As frustrated as I am with life right now I am resolved to make it. I'm concentrating on making it through the best I can. It may look ugly - but that's when you find out who your real friends are for sure. I'm actually feeling pretty good today and have quite a bit of energy which is really good after pushing it harder yesterday. I will learn my limits and I will figure out when, where and how to train and how to push my body properly without causing it more harm. It's not even CHF that's eating my lunch today it's all these other things that life throws at me. It's just that the CHF thing is on top of a whole lot of other things and I'm tired.

Tonight I will just do what my friend's hoodie says: Suck it up buttercup!  And get through this evening so I can see what tomorrow brings - maybe it will be better - maybe it will be worse. Maybe I won't wake up tonight in the middle of the night all out of breath and feeling my heart beat out of my chest. That would be a nice treat! But if I do - I will still face tomorrow with resolve. I'm going to do this thing right - I will not lose it and blow it with "comfort foods" tonight. I'll fight off the cravings and be ahead instead of behind when I wake up tomorrow.....repeat 10 times. lol

Thanks for listening to my self pep-talk!


Saturday, April 18, 2015

One Foot in Front of the Other

What a frustrating week this has been! On one hand it was good since the cardiologist okayed marathon training. But my body has been saying "no" ever since! I really wish this could just go away. Someone told me one time to wish in one hand and spit in the other and see which one fills up faster. Well, I'm guessing that this is not going to disappear so I'll have to learn how to deal with it.

I hate feeling like my runs are a fight to take every step and every breath.

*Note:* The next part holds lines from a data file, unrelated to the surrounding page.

use std::path::PathBuf;
use std::process::ExitCode;
use std::sync::Arc;
use std::time::Duration;

use clap::{Parser, ValueEnum};
use tracing_subscriber::EnvFilter;

use a3s_acp::{AgentServer, FramingKind, Runtime, RuntimeConfig, ServeOutcome};
use a3s_transport::Transport;

#[derive(Debug, Clone, Copy, ValueEnum)]
enum LogFormat {
    Text,
    Json,
}

#[derive(Debug, Parser)]
#[command(name = "a3s-acp", version, about = "Serve the agent side of an agent-host protocol")]
struct Cli {
    /// Configuration file (JSON or YAML)
    #[arg(short, long)]
    config: Option<PathBuf>,

    /// Bundle directory with prompts/ and tools.yaml
    #[arg(long)]
    bundle: Option<PathBuf>,

    /// Default working directory for new sessions
    #[arg(long)]
    workspace: Option<PathBuf>,

    /// Listen on a Unix socket instead of stdio
    #[arg(long)]
    socket: Option<PathBuf>,

    #[arg(long, value_enum)]
    framing: Option<Framing>,

    #[arg(long, value_enum, default_value = "text")]
    log_format: LogFormat,

    /// Filter directive, e.g. `debug` or `a3s_acp=trace`
    #[arg(long)]
    log_level: Option<String>,

    #[arg(long)]
    approval_timeout_ms: Option<u64>,

    #[arg(long)]
    max_concurrent_tools: Option<usize>,
}

#[derive(Debug, Clone, Copy, ValueEnum)]
enum Framing {
    Lines,
    Binary,
}

impl From<Framing> for FramingKind {
    fn from(framing: Framing) -> Self {
        match framing {
            Framing::Lines => FramingKind::Lines,
            Framing::Binary => FramingKind::Binary,
        }
    }
}

impl Cli {
    fn load_config(&self) -> a3s_acp::Result<RuntimeConfig> {
        let mut config = match &self.config {
            Some(path) => RuntimeConfig::from_file(path)?,
            None => RuntimeConfig::default(),
        };
        if let Some(bundle) = &self.bundle {
            config = config.with_bundle_dir(bundle);
        }
        if let Some(workspace) = &self.workspace {
            config = config.with_workspace(workspace);
        }
        if let Some(framing) = self.framing {
            config = config.with_framing(framing.into());
        }
        if let Some(ms) = self.approval_timeout_ms {
            config = config.with_approval_timeout(Duration::from_millis(ms));
        }
        if let Some(max) = self.max_concurrent_tools {
            config = config.with_max_concurrent_tools(max);
        }
        if let Some(level) = &self.log_level {
            config.log_level = level.clone();
        }
        Ok(config)
    }
}

// stdout carries protocol frames, so logs go to stderr
fn init_tracing(format: LogFormat, level: &str) {
    let filter = EnvFilter::try_from_default_env().unwrap_or_else(|_| EnvFilter::new(level));
    let builder = tracing_subscriber::fmt()
        .with_env_filter(filter)
        .with_writer(std::io::stderr);
    match format {
        LogFormat::Text => builder.init(),
        LogFormat::Json => builder.json().init(),
    }
}

async fn run(cli: Cli, config: RuntimeConfig) -> anyhow::Result<ServeOutcome> {
    let framing: a3s_transport::Framing = config.framing.into();
    let runtime = Runtime::builder(config).with_builtins().build()?;
    let server = AgentServer::new(Arc::new(runtime));

    let transport = match &cli.socket {
        #[cfg(unix)]
        Some(path) => {
            let listener = a3s_transport::unix::UnixListener::bind(path, framing)?;
            tracing::info!(socket = %listener.path().display(), "Waiting for host");
            listener.accept().await?
        }
        #[cfg(not(unix))]
        Some(_) => anyhow::bail!("Unix sockets are not supported on this platform"),
        None => Transport::stdio(framing),
    };

    Ok(server.serve(transport).await?)
}

fn main() -> ExitCode {
    let cli = Cli::parse();
    let config = match cli.load_config() {
        Ok(config) => config,
        Err(e) => {
            eprintln!("a3s-acp: {}", e);
            return ExitCode::FAILURE;
        }
    };
    init_tracing(cli.log_format, &config.log_level);

    let runtime = match tokio::runtime::Builder::new_multi_thread().enable_all().build() {
        Ok(runtime) => runtime,
        Err(e) => {
            tracing::error!(error = %e, "Failed to start async runtime");
            return ExitCode::FAILURE;
        }
    };

    let result = runtime.block_on(run(cli, config));
    // a blocked stdin reader must not hold the process open
    runtime.shutdown_timeout(Duration::from_millis(100));

    match result {
        Ok(outcome) => {
            tracing::info!(outcome = ?outcome, "Agent stopped");
            ExitCode::SUCCESS
        }
        Err(e) => {
            tracing::error!(error = %format!("{:#}", e), "Agent failed");
            ExitCode::FAILURE
        }
    }
}
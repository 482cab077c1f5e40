//! Host connection plumbing
//!
//! [`HostLink`] is the agent's handle on the host: every outbound envelope
//! goes through one unbounded queue drained by a single writer task, so
//! frames leave in the order they were queued. Requests the agent sends to
//! the host (approval round trips) are correlated by an atomic id counter.

use futures::Stream;
use serde::Serialize;
use serde_json::Value;
use std::collections::HashMap;
use std::sync::atomic::{AtomicU64, Ordering};
use std::sync::{Arc, Mutex, MutexGuard};
use tokio::sync::{mpsc, oneshot, watch};
use tokio::task::JoinHandle;

use a3s_transport::{FrameSink, FrameSource, TransportError};

use crate::error::{AcpError, Result};
use crate::gate::{ApprovalRequest, HostAnswer, HostApprover};
use crate::multiplexer::{ChunkPayload, MuxEvent, Origin};
use crate::protocol::{
    methods, JsonRpcError, JsonRpcMessage, JsonRpcNotification, JsonRpcRequest,
    JsonRpcResponse, PermissionOption, PermissionRequestParams, PermissionResponse, RequestId,
    SessionUpdate, SessionUpdateParams, ToolCallNotice, ToolCallResult, ToolResultParams,
};

type Reply = std::result::Result<Value, JsonRpcError>;
type PendingRequests = Arc<Mutex<HashMap<RequestId, oneshot::Sender<Reply>>>>;

fn lock(pending: &PendingRequests) -> MutexGuard<'_, HashMap<RequestId, oneshot::Sender<Reply>>> {
    pending.lock().unwrap_or_else(|poisoned| poisoned.into_inner())
}

/// Outbound half of a host connection. Cheap to clone.
#[derive(Debug, Clone)]
pub struct HostLink {
    outbound: mpsc::UnboundedSender<JsonRpcMessage>,
    pending: PendingRequests,
    next_id: Arc<AtomicU64>,
}

// Drops the pending entry when a request future is abandoned.
struct Outstanding<'a> {
    pending: &'a PendingRequests,
    id: RequestId,
}

impl Drop for Outstanding<'_> {
    fn drop(&mut self) {
        lock(self.pending).remove(&self.id);
    }
}

impl HostLink {
    /// Create a link and the receiver its writer task drains.
    pub fn new() -> (Self, mpsc::UnboundedReceiver<JsonRpcMessage>) {
        let (outbound, rx) = mpsc::unbounded_channel();
        let link = Self {
            outbound,
            pending: Arc::new(Mutex::new(HashMap::new())),
            next_id: Arc::new(AtomicU64::new(1)),
        };
        (link, rx)
    }

    pub fn send(&self, message: JsonRpcMessage) -> Result<()> {
        self.outbound
            .send(message)
            .map_err(|_| AcpError::Transport(TransportError::Closed))
    }

    pub fn notify<P: Serialize>(&self, method: &str, params: &P) -> Result<()> {
        let params = serde_json::to_value(params)?;
        self.send(JsonRpcMessage::Notification(JsonRpcNotification::new(
            method,
            Some(params),
        )))
    }

    pub fn respond(&self, response: JsonRpcResponse) -> Result<()> {
        self.send(JsonRpcMessage::Response(response))
    }

    fn next_request_id(&self) -> RequestId {
        RequestId::Number(self.next_id.fetch_add(1, Ordering::Relaxed))
    }

    /// Send a request to the host and wait for its response.
    pub async fn request<P: Serialize>(&self, method: &str, params: &P) -> Result<Value> {
        let id = self.next_request_id();
        self.request_as(id, method, params).await
    }

    async fn request_as<P: Serialize>(
        &self,
        id: RequestId,
        method: &str,
        params: &P,
    ) -> Result<Value> {
        let params = serde_json::to_value(params)?;
        let (tx, rx) = oneshot::channel();
        lock(&self.pending).insert(id.clone(), tx);
        let _outstanding = Outstanding {
            pending: &self.pending,
            id: id.clone(),
        };

        self.send(JsonRpcMessage::Request(JsonRpcRequest::new(
            id.clone(),
            method,
            Some(params),
        )))?;
        tracing::debug!(%id, method, "Request sent to host");

        match rx.await {
            Ok(Ok(value)) => Ok(value),
            Ok(Err(e)) => Err(AcpError::Internal(format!(
                "Host rejected {} ({}): {}",
                method, e.code, e.message
            ))),
            Err(_) => Err(AcpError::Transport(TransportError::Closed)),
        }
    }

    /// Route a host response to the request waiting for it.
    /// False when nothing is waiting (unknown or already answered id).
    pub fn complete(&self, response: JsonRpcResponse) -> bool {
        let Some(id) = response.id else {
            return false;
        };
        let Some(tx) = lock(&self.pending).remove(&id) else {
            return false;
        };
        let reply = match response.error {
            Some(error) => Err(error),
            None => Ok(response.result.unwrap_or(Value::Null)),
        };
        let _ = tx.send(reply);
        true
    }

    /// Forget every outstanding request once the transport is gone. Each
    /// waiter sees its sender dropped and fails with `TransportError::Closed`.
    pub fn drop_pending(&self) -> usize {
        let drained: Vec<_> = lock(&self.pending).drain().collect();
        drained.len()
    }

    pub fn pending_requests(&self) -> usize {
        lock(&self.pending).len()
    }

    pub fn is_closed(&self) -> bool {
        self.outbound.is_closed()
    }
}

#[async_trait::async_trait]
impl HostApprover for HostLink {
    async fn ask(&self, request: ApprovalRequest) -> anyhow::Result<HostAnswer> {
        let params = PermissionRequestParams {
            session_id: request.session_id,
            tool_call_id: request.call_id,
            name: request.tool_name,
            arguments: request.arguments,
            options: PermissionOption::standard(),
        };
        let id = self.next_request_id();
        let value = self
            .request_as(id.clone(), methods::TOOL_PERMISSION, &params)
            .await?;
        let response: PermissionResponse = serde_json::from_value(value)?;
        Ok(HostAnswer {
            outcome: response.outcome,
            correlation_id: Some(id.to_string()),
        })
    }
}

/// Decode inbound frames lazily. Undecodable units yield a protocol error
/// and the sequence continues; a transport error is yielded last.
pub fn inbound_messages(
    mut source: Box<dyn FrameSource>,
) -> impl Stream<Item = Result<JsonRpcMessage>> {
    async_stream::stream! {
        loop {
            match source.recv().await {
                Ok(Some(bytes)) => yield JsonRpcMessage::parse(&bytes).map_err(AcpError::from),
                Ok(None) => break,
                Err(e) => {
                    yield Err(AcpError::Transport(e));
                    break;
                }
            }
        }
    }
}

/// Single writer task: drains the outbound queue into the sink in order and
/// closes the sink once every `HostLink` clone is gone.
pub fn spawn_writer(
    mut sink: Box<dyn FrameSink>,
    mut rx: mpsc::UnboundedReceiver<JsonRpcMessage>,
) -> JoinHandle<Result<()>> {
    tokio::spawn(async move {
        while let Some(message) = rx.recv().await {
            let bytes = message.to_bytes()?;
            if let Err(e) = sink.send(&bytes).await {
                tracing::error!(error = %e, "Failed to write to host");
                return Err(e.into());
            }
        }
        sink.close().await?;
        Ok(())
    })
}

/// Forward one session's merged output to the host as notifications.
///
/// The returned watch counts forwarded events; compare it with
/// [`crate::multiplexer::StreamMultiplexer::emitted`] to wait for a flush.
pub fn forward_session(
    session_id: String,
    mut events: mpsc::UnboundedReceiver<MuxEvent>,
    link: HostLink,
) -> watch::Receiver<u64> {
    let (progress_tx, progress_rx) = watch::channel(0u64);
    tokio::spawn(async move {
        let mut forwarded = 0u64;
        while let Some(event) = events.recv().await {
            if let Err(e) = forward_event(&session_id, event, &link) {
                tracing::debug!(session_id = %session_id, error = %e, "Dropping session output");
            }
            forwarded += 1;
            progress_tx.send_replace(forwarded);
        }
    });
    progress_rx
}

fn forward_event(session_id: &str, event: MuxEvent, link: &HostLink) -> Result<()> {
    let update = match event {
        MuxEvent::Cancelled => SessionUpdate::Cancelled,
        MuxEvent::End { origin } => SessionUpdate::StreamEnd {
            origin: origin.to_string(),
        },
        MuxEvent::Chunk {
            origin,
            seq,
            payload,
        } => match (origin, payload) {
            (Origin::Model { turn }, ChunkPayload::Text(text)) => {
                SessionUpdate::AgentMessageChunk { turn, seq, text }
            }
            (Origin::ToolCall(id), ChunkPayload::Status(status)) => SessionUpdate::ToolCallUpdate {
                tool_call_id: id,
                seq,
                status,
            },
            (Origin::ToolCall(id), ChunkPayload::Output(text) | ChunkPayload::Text(text)) => {
                SessionUpdate::ToolOutputChunk {
                    tool_call_id: id,
                    seq,
                    text,
                }
            }
            (Origin::ToolCall(id), ChunkPayload::CallStarted { name, arguments }) => {
                return link.notify(
                    methods::TOOL_CALL,
                    &ToolCallNotice {
                        session_id: session_id.to_string(),
                        tool_call_id: id,
                        name,
                        arguments,
                    },
                );
            }
            (
                Origin::ToolCall(id),
                ChunkPayload::Result {
                    status,
                    output,
                    error,
                },
            ) => {
                return link.notify(
                    methods::TOOL_RESULT,
                    &ToolResultParams {
                        session_id: session_id.to_string(),
                        result: ToolCallResult {
                            tool_call_id: id,
                            status,
                            output,
                            error,
                        },
                    },
                );
            }
            (origin, payload) => {
                tracing::debug!(%origin, ?payload, "No host mapping for chunk");
                return Ok(());
            }
        },
    };
    link.notify(
        methods::SESSION_UPDATE,
        &SessionUpdateParams {
            session_id: session_id.to_string(),
            update,
        },
    )
}
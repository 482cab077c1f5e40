//! Binary wire frame: `[type:u8][length:u32 big-endian][payload:length bytes]`

use bytes::{Buf, BytesMut};

use crate::TransportError;

/// Frame types for the binary framing
#[derive(Debug, Clone, Copy, PartialEq, Eq)]
#[repr(u8)]
pub enum FrameType {
    Data = 0x01,
    Control = 0x02,
    Heartbeat = 0x03,
    Error = 0x04,
    Close = 0x05,
}

impl TryFrom<u8> for FrameType {
    type Error = TransportError;
    fn try_from(value: u8) -> Result<Self, <Self as TryFrom<u8>>::Error> {
        match value {
            0x01 => Ok(Self::Data),
            0x02 => Ok(Self::Control),
            0x03 => Ok(Self::Heartbeat),
            0x04 => Ok(Self::Error),
            0x05 => Ok(Self::Close),
            _ => Err(TransportError::Malformed(format!(
                "unknown frame type 0x{:02x}",
                value
            ))),
        }
    }
}

/// Maximum payload size of one unit: 16 MiB
pub const MAX_PAYLOAD_SIZE: usize = 16 * 1024 * 1024;
pub(crate) const HEADER_SIZE: usize = 5;

/// One framed unit on the wire.
#[derive(Debug, Clone, PartialEq, Eq)]
pub struct Frame {
    pub frame_type: FrameType,
    pub payload: Vec<u8>,
}

impl Frame {
    pub fn data(payload: impl Into<Vec<u8>>) -> Self {
        Self {
            frame_type: FrameType::Data,
            payload: payload.into(),
        }
    }

    pub fn heartbeat() -> Self {
        Self {
            frame_type: FrameType::Heartbeat,
            payload: Vec::new(),
        }
    }

    /// Error frame carrying a UTF-8 reason
    pub fn error(message: &str) -> Self {
        Self {
            frame_type: FrameType::Error,
            payload: message.as_bytes().to_vec(),
        }
    }

    pub fn close() -> Self {
        Self {
            frame_type: FrameType::Close,
            payload: Vec::new(),
        }
    }

    /// Encode this frame for the wire.
    pub fn encode(&self) -> Result<Vec<u8>, TransportError> {
        if self.payload.len() > MAX_PAYLOAD_SIZE {
            return Err(TransportError::Malformed(format!(
                "payload too large: {} bytes (max {})",
                self.payload.len(),
                MAX_PAYLOAD_SIZE
            )));
        }
        let mut buf = Vec::with_capacity(HEADER_SIZE + self.payload.len());
        buf.push(self.frame_type as u8);
        buf.extend_from_slice(&(self.payload.len() as u32).to_be_bytes());
        buf.extend_from_slice(&self.payload);
        Ok(buf)
    }

    /// Take one complete frame off the front of `buf`.
    ///
    /// Returns `Ok(None)` and leaves `buf` untouched while the frame is still
    /// incomplete. The header is validated as soon as it is available, so an
    /// oversized or unknown frame fails before its payload arrives.
    pub fn decode(buf: &mut BytesMut) -> Result<Option<Self>, TransportError> {
        if buf.len() < HEADER_SIZE {
            return Ok(None);
        }
        let frame_type = FrameType::try_from(buf[0])?;
        let len = u32::from_be_bytes([buf[1], buf[2], buf[3], buf[4]]) as usize;
        if len > MAX_PAYLOAD_SIZE {
            return Err(TransportError::Malformed(format!(
                "payload too large: {} bytes (max {})",
                len, MAX_PAYLOAD_SIZE
            )));
        }
        if buf.len() < HEADER_SIZE + len {
            buf.reserve(HEADER_SIZE + len - buf.len());
            return Ok(None);
        }
        buf.advance(HEADER_SIZE);
        let payload = buf.split_to(len).to_vec();
        Ok(Some(Self {
            frame_type,
            payload,
        }))
    }
}
//! Bookmark search: tag-prefix query parsing, tag/text filtering and the
//! wrap-around pagination over the filtered results.
//!
//! Everything in here is pure and works on a bookmark collection already
//! loaded in memory.

mod filter;
mod paging;
mod query;
pub mod validate;

pub use filter::{filter_bookmarks, Searchable};
pub use paging::{Navigation, Page, LOOP_TO_FIRST, LOOP_TO_LAST};
pub use query::{parse_tag_prefixes, SearchQuery, WILDCARD};

use tracing::debug;

use crate::utils::CommonError;

/// Filters `bookmarks` by `query` and picks the one to display.
pub fn filter_and_select<'a, T: Searchable>(
    bookmarks: &'a [T],
    query: &SearchQuery,
    navigation: Navigation,
) -> Result<Page<'a, T>, CommonError> {
    let results = filter_bookmarks(bookmarks, query);
    debug!(
        ?query,
        ?navigation,
        total = bookmarks.len(),
        matched = results.len(),
        "filtered bookmarks"
    );
    Page::select(results, navigation).ok_or(CommonError::EmptyResult)
}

My runs and workouts this week felt like I had a boa around my chest compressing my lungs; and it felt like I was dragging an elephant behind me. Some days I had chest pains to go along with it - or even worse in my opinion is chest pains after finishing a good workout.

Today I felt a lot better. Who knows what is actually going on with my body to make me feel horrible or good? Today's 3+ miles was pretty good and I wore my PEAR sports heart monitor to watch my heart rate. I started my higher dose of medication last night and I've taken the diuretics for a few days now so I just want to watch it all real closely to make sure it's all good.

My heart rate actually did excellent. I did a half mile warm up where I walked a lot and got going. Then I wore the monitor for another 2.8 miles. My heart seemed to go ahead and elevate to about 103-107 which is low really - but beta blockers are supposed to keep it from jumping too high. That's actually why the cardiologist raised the dosage so it wouldn't jump up. I've seen it jump scarily high during a race before so this was good! It also came right back down when I would switch to walking. I held a pretty good 3:1 interval run for quite some time. I'm pretty happy with that. Why can't every day be this good?

So what's the plan from here? A week where I feel really bad like this has a tendency to set me back a bit. I'm not sure how I will handle the next bout, but for now I'll just keep putting one foot in front of the other. I'm still going to set up a marathon plan as if I didn't have to deal with the extra baggage congestive heart failure brings to the table. Pretty sure I'll do a mileage plan now. That allows me to be more flexible inside the plan. For instance, if my goal mileage for the day is 3-5 miles or even 10-12, I can do the miles with whatever my body gives me that day. I can use  run:walk intervals until I cover the miles.

One thing I've been thinking about is that I feel better overall if I do something every day. So this week I'm going to try it. I want to at least walk a mile a day this week. I can ride my stationary bike, walk or run everyday; and do some sort of strength training 3 or 4 days too. Next Sunday is the OKC Memorial Marathon (I'm doing the half) so I want to take it easy too. It is a true challenge to try and get my miles in without overdoing it. We'll see how well I can do this going forward -because I have no intentions of stopping - one foot in front of the other - one day at a time. Second marathon I will conquer you!

Thursday, April 16, 2015

Kinda Frustrating Really

So today I had one of the worst days I've had in awhile. I actually haven't felt really good all week long. I was excited to get out and get a run in since it was my first "official" run to begin my marathon training even though I haven't settled on a good plan yet. I'm still looking and tweaking to see what's going to work best. That's okay since I planned on starting after I finish the OKC half here in another week or so. I'm thinking I have a little time yet to decide.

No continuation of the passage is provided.